Oleh: Asa Winstanley
Hidayatullah.com | PADA Februari, kepala Mossad, organisasi pembunuh global ‘Israel’, mengunjungi Doha, Ibu Kota Qatar; Yossi Cohen didampingi oleh Mayor Jenderal Herzi Halevi, kepala Komando Selatan tentara ‘Israel’. Mereka pergi atas undangan Emir Tamim Bin Hamad Al-Thani dan bertemu dengan penasihat keamanan nasional Mohammad Bin Ahmed Al-Masnad.
Pertemuan mereka secara efektif merupakan perundingan tidak langsung dengan otoritas penguasa Jalur Gaza, yang dipimpin oleh Hamas. ‘Israel’ dilaporkan berargumen dengan kerajaan yang kaya gas alam untuk terus membayar jutaan dollar bantuan kepada wilayah pantai yang diblokade.

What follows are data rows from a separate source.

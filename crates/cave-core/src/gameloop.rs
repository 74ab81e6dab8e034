//! Main game loop
//!
//! Orchestrates a round: executes commands against the board and player,
//! counts steps and decides when the round is over.

use crate::action::inspect::{do_inspect, do_inventory};
use crate::action::movement::do_move;
use crate::action::{ActionResult, ChoiceProvider, Command};
use crate::dungeon::{Board, MapDescription};
use crate::player::{Player, PlayerState};
use crate::world::{GameConfig, MapError};

/// Text shown at the start of each round
pub const INTRO: [&str; 3] = [
    "You (X) are trapped in a cave.",
    "Make it to the exit (E) before you run out of steps,",
    "but be careful not to fall down any holes (@)!",
];

/// Result of a game loop tick
#[derive(Debug, Clone, PartialEq, Eq)]
pub enum GameLoopResult {
    /// Continue playing
    Continue,
    /// Player reached the exit
    PlayerWon,
    /// Player fell or ran out of steps
    PlayerLost(String),
    /// Player quit
    PlayerQuit,
}

impl GameLoopResult {
    pub fn is_over(&self) -> bool {
        !matches!(self, GameLoopResult::Continue)
    }
}

/// State of one round
#[derive(Debug, Clone)]
pub struct GameState {
    /// Board with the player's location
    pub board: Board,

    /// Player character
    pub player: Player,

    /// Steps left before the player gives out. Goes negative on the last step.
    pub steps_remaining: i64,

    /// Messages produced by the last command
    pub messages: Vec<String>,

    /// Number of moves made this round
    pub turns: u32,
}

impl GameState {
    /// Start a round on `board` with `steps` steps
    pub fn with_board(board: Board, steps: u32) -> Self {
        Self::with_player(board, Player::new(), steps)
    }

    fn with_player(board: Board, mut player: Player, steps: u32) -> Self {
        player.set_state(PlayerState::Playing);
        Self {
            board,
            player,
            steps_remaining: i64::from(steps),
            messages: Vec::new(),
            turns: 0,
        }
    }

    /// Start a round on `map` with the step budget and inventory size of `config`
    pub fn new(map: &MapDescription, config: &GameConfig) -> Self {
        Self::with_player(
            Board::new(map),
            Player::with_capacity(config.inventory_capacity),
            config.steps,
        )
    }

    /// Start a round from a configuration, loading its map.
    ///
    /// An unreadable map file means the built-in map; a malformed one is an error.
    pub fn from_config(config: &GameConfig) -> Result<Self, MapError> {
        let map = MapDescription::load_or_default(&config.map_path)?;
        Ok(Self::new(&map, config))
    }

    /// Add a message to display
    pub fn message(&mut self, msg: impl Into<String>) {
        self.messages.push(msg.into());
    }

    /// Clear messages
    pub fn clear_messages(&mut self) {
        self.messages.clear();
    }

    pub fn messages(&self) -> &[String] {
        &self.messages
    }

    /// Steps left, never shown below zero
    pub fn steps_left(&self) -> u32 {
        u32::try_from(self.steps_remaining.max(0)).unwrap_or(u32::MAX)
    }
}

impl Default for GameState {
    fn default() -> Self {
        Self::new(&MapDescription::default(), &GameConfig::default())
    }
}

/// Drives a round one command at a time
#[derive(Debug, Clone)]
pub struct GameLoop {
    state: GameState,
    finished: Option<GameLoopResult>,
}

impl GameLoop {
    /// Create a new game loop with the given state
    pub fn new(state: GameState) -> Self {
        Self {
            state,
            finished: None,
        }
    }

    /// Get reference to game state
    pub fn state(&self) -> &GameState {
        &self.state
    }

    /// Get mutable reference to game state
    pub fn state_mut(&mut self) -> &mut GameState {
        &mut self.state
    }

    /// Run one player command.
    ///
    /// Messages from previous commands are cleared first; `chooser` answers
    /// any prompt the command raises.
    pub fn tick(&mut self, command: Command, chooser: &mut dyn ChoiceProvider) -> GameLoopResult {
        if let Some(result) = &self.finished {
            return result.clone();
        }
        self.state.clear_messages();

        let result = match command {
            Command::Move(dir) => do_move(&mut self.state, dir),
            Command::Inspect => do_inspect(&mut self.state, chooser),
            Command::Inventory => do_inventory(&mut self.state),
            Command::Quit => ActionResult::Quit,
        };

        match result {
            ActionResult::Success => {
                self.state.steps_remaining -= 1;
                self.state.turns += 1;
            }
            ActionResult::NoTime => {}
            ActionResult::Failed(msg) => self.state.message(msg),
            ActionResult::Quit => {
                log::info!("player quit after {} moves", self.state.turns);
                self.state.player.set_state(PlayerState::Lose);
                self.state.message("Game over.");
                self.finished = Some(GameLoopResult::PlayerQuit);
                return GameLoopResult::PlayerQuit;
            }
        }

        let ran_out = self.state.steps_remaining < 0 && self.state.player.is_playing();
        if ran_out {
            self.state.message("You ran out of steps!");
            self.state.player.set_state(PlayerState::Lose);
        }

        let outcome = self.outcome(ran_out);
        match &outcome {
            GameLoopResult::PlayerWon => {
                log::info!("round won in {} moves", self.state.turns);
                self.state.message("You win!");
            }
            GameLoopResult::PlayerLost(reason) => {
                log::info!("round lost after {} moves: {}", self.state.turns, reason);
                self.state.message("Game over.");
            }
            GameLoopResult::Continue | GameLoopResult::PlayerQuit => {}
        }
        if outcome.is_over() {
            self.finished = Some(outcome.clone());
        }
        outcome
    }

    fn outcome(&self, ran_out: bool) -> GameLoopResult {
        match self.state.player.state() {
            PlayerState::Win => GameLoopResult::PlayerWon,
            PlayerState::Lose if ran_out => {
                GameLoopResult::PlayerLost("ran out of steps".to_string())
            }
            PlayerState::Lose => GameLoopResult::PlayerLost("fell in a hole".to_string()),
            PlayerState::Playing | PlayerState::Uninitialized => GameLoopResult::Continue,
        }
    }
}

#[cfg(test)]
mod tests {
    use super::*;
    use crate::action::{Direction, FixedChoice};
    use crate::object::Item;

    fn game(text: &str, steps: u32) -> GameLoop {
        GameLoop::new(GameState::with_board(Board::from_text(text).unwrap(), steps))
    }

    #[test]
    fn test_new_round_is_playing() {
        let game = game("###\n# #\n###", 3);
        assert!(game.state().player.is_playing());
        assert_eq!(game.state().steps_left(), 3);
    }

    #[test]
    fn test_successful_move_uses_a_step() {
        let mut game = game("####\n#  #\n####", 3);
        let result = game.tick(Command::Move(Direction::Right), &mut FixedChoice(1));
        assert_eq!(result, GameLoopResult::Continue);
        assert_eq!(game.state().steps_left(), 2);
        assert_eq!(game.state().turns, 1);
    }

    #[test]
    fn test_blocked_move_is_free() {
        let mut game = game("####\n#  #\n####", 3);
        game.tick(Command::Move(Direction::Up), &mut FixedChoice(1));
        assert_eq!(game.state().steps_left(), 3);
        assert_eq!(game.state().messages(), &["You can't go that way.".to_string()]);
    }

    #[test]
    fn test_inspect_and_inventory_are_free() {
        let mut game = game("###\n#P#\n###", 1);
        game.tick(Command::Inspect, &mut FixedChoice(0));
        game.tick(Command::Inventory, &mut FixedChoice(0));
        assert_eq!(game.state().steps_left(), 1);
        assert_eq!(game.state().messages(), &["Inventory: P".to_string()]);
    }

    #[test]
    fn test_running_out_of_steps() {
        // One step allowed: the second move overdraws the budget
        let mut game = game("#####\n#   #\n#####", 1);
        let mut chooser = FixedChoice(1);
        assert_eq!(
            game.tick(Command::Move(Direction::Right), &mut chooser),
            GameLoopResult::Continue
        );
        let result = game.tick(Command::Move(Direction::Right), &mut chooser);
        assert_eq!(
            result,
            GameLoopResult::PlayerLost("ran out of steps".to_string())
        );
        assert!(game.state().messages().contains(&"You ran out of steps!".to_string()));
        assert_eq!(game.state().player.state(), PlayerState::Lose);
    }

    #[test]
    fn test_exit_on_last_step_still_wins() {
        let mut game = game("####\n# E#\n####", 0);
        let result = game.tick(Command::Move(Direction::Right), &mut FixedChoice(1));
        assert_eq!(result, GameLoopResult::PlayerWon);
        assert_eq!(game.state().player.state(), PlayerState::Win);
    }

    #[test]
    fn test_hole_on_last_step_reports_the_fall() {
        let mut game = game("####\n# @#\n####", 0);
        let result = game.tick(Command::Move(Direction::Right), &mut FixedChoice(1));
        assert_eq!(result, GameLoopResult::PlayerLost("fell in a hole".to_string()));
        assert!(!game.state().messages().contains(&"You ran out of steps!".to_string()));
    }

    #[test]
    fn test_hole_loses() {
        let mut game = game("####\n# @#\n####", 5);
        let result = game.tick(Command::Move(Direction::Right), &mut FixedChoice(1));
        assert_eq!(result, GameLoopResult::PlayerLost("fell in a hole".to_string()));
        assert_eq!(
            game.state().messages(),
            &["You fell in a hole!".to_string(), "Game over.".to_string()]
        );
    }

    #[test]
    fn test_quit() {
        let mut game = game("###\n# #\n###", 5);
        let result = game.tick(Command::Quit, &mut FixedChoice(1));
        assert_eq!(result, GameLoopResult::PlayerQuit);
        assert!(result.is_over());
        assert_eq!(game.state().player.state(), PlayerState::Lose);
    }

    #[test]
    fn test_no_commands_after_round_ends() {
        let mut game = game("####\n# E#\n####", 5);
        game.tick(Command::Move(Direction::Right), &mut FixedChoice(1));
        let result = game.tick(Command::Move(Direction::Left), &mut FixedChoice(1));
        assert_eq!(result, GameLoopResult::PlayerWon);
        assert_eq!(game.state().board.player_location().symbol(), 'X');
        assert_eq!(game.state().turns, 1);
    }

    #[test]
    fn test_quit_is_remembered() {
        let mut game = game("###\n# #\n###", 5);
        game.tick(Command::Quit, &mut FixedChoice(1));
        assert_eq!(
            game.tick(Command::Inspect, &mut FixedChoice(1)),
            GameLoopResult::PlayerQuit
        );
    }

    #[test]
    fn test_rock_carried_across_hole() {
        let mut game = game("#####\n# @E#\n#####", 5);
        game.state_mut().player.add_item(Item::Rock);
        let mut chooser = FixedChoice(1);
        assert_eq!(
            game.tick(Command::Move(Direction::Right), &mut chooser),
            GameLoopResult::Continue
        );
        assert_eq!(
            game.tick(Command::Move(Direction::Right), &mut chooser),
            GameLoopResult::PlayerWon
        );
    }

    #[test]
    fn test_from_config_uses_capacity() {
        let config = GameConfig {
            map_path: "definitely/not/here.txt".into(),
            steps: 9,
            inventory_capacity: 1,
            log_file: None,
        };
        let state = GameState::from_config(&config).unwrap();
        assert_eq!(state.board.rows(), 7);
        assert_eq!(state.steps_left(), 9);
        assert_eq!(state.player.inventory().capacity(), 1);
    }

    #[test]
    fn test_from_config_reports_malformed_map() {
        let dir = tempfile::tempdir().unwrap();
        let path = dir.path().join("map.txt");
        std::fs::write(&path, "#####\n#E\n").unwrap();
        let config = GameConfig {
            map_path: path,
            ..GameConfig::default()
        };
        assert!(matches!(
            GameState::from_config(&config),
            Err(MapError::Truncated { .. })
        ));
    }
}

Bahkan negosiasi tidak langsung dan terbatas dengan Hamas – Gerakan Perlawanan Islam yang sayap bersenjatanya menentang serangan militer ‘Israel’ – diperlakukan sebagai skandal kecil di ‘Israel’ di bawah pemerintahan Perdana Menteri Benjamin Netanyahu. Kunjungan ke Qatar diungkapkan oleh saingannya, mantan menteri (dan psikopat anti-Arab) Avigdor Lieberman, yang mengatakan kepada media tentang hal itu untuk mempermalukan Perdana Menteri dalam putaran terbaru dari siklus pemilu yang tampaknya tak berkesudahan di ‘Israel’.
Sayangnya, kontak antara Qatar dan ‘Israel’ ini memiliki preseden. Pemerintah di Doha sebenarnya telah meningkatkan hubungannya dengan ‘Israel’ selama beberapa tahun terakhir.
Dengan biaya jutaan dolar, lobi Qatar di Washington telah berupaya membeli dukungan untuk kebijakannya, atau setidaknya mengurangi dukungan AS untuk Arab Saudi dalam konteks pembekuan diplomatik Saudi-Qatar dan blokade terhadap tetangga kecilnya yang dipimpin Saudi.
Pada tahun 2018, sebagai bagian dari upaya untuk memenangkan dukungan pemerintah AS, Qatar menampilkan kesan pro-’Israel’ yang tidak pernah terjadi sebelumnya, menerbangkan para tokoh konservatif terkemuka dan pro-’Israel’ ke negara itu untuk akses istimewa ke Emir dan tokoh elit kerajaan lainnya.
Para pengunjung ini termasuk “pengacara ‘Israel’” Alan Dershowitz dan bahkan Morton Klein, dari organisasi sayap kanan Zionist Organisation of America (ZOA). Dershowitz kembali dari Doha secara ajaib menyanyikan pujian Qatar: “Qatar dengan cepat menjadi ‘Israel’ di negara-negara Teluk, dikelilingi oleh musuh, menjadi korban boikot dan tuntutan yang tidak realistis, dan berjuang untuk bertahan hidup.”
Langkah Emir Qatar termasuk donasi 100.000 AS Dolar kepada ZOA. Itu mungkin kecil bagi Qatar, namun jumlah yang besar bagi kita semua.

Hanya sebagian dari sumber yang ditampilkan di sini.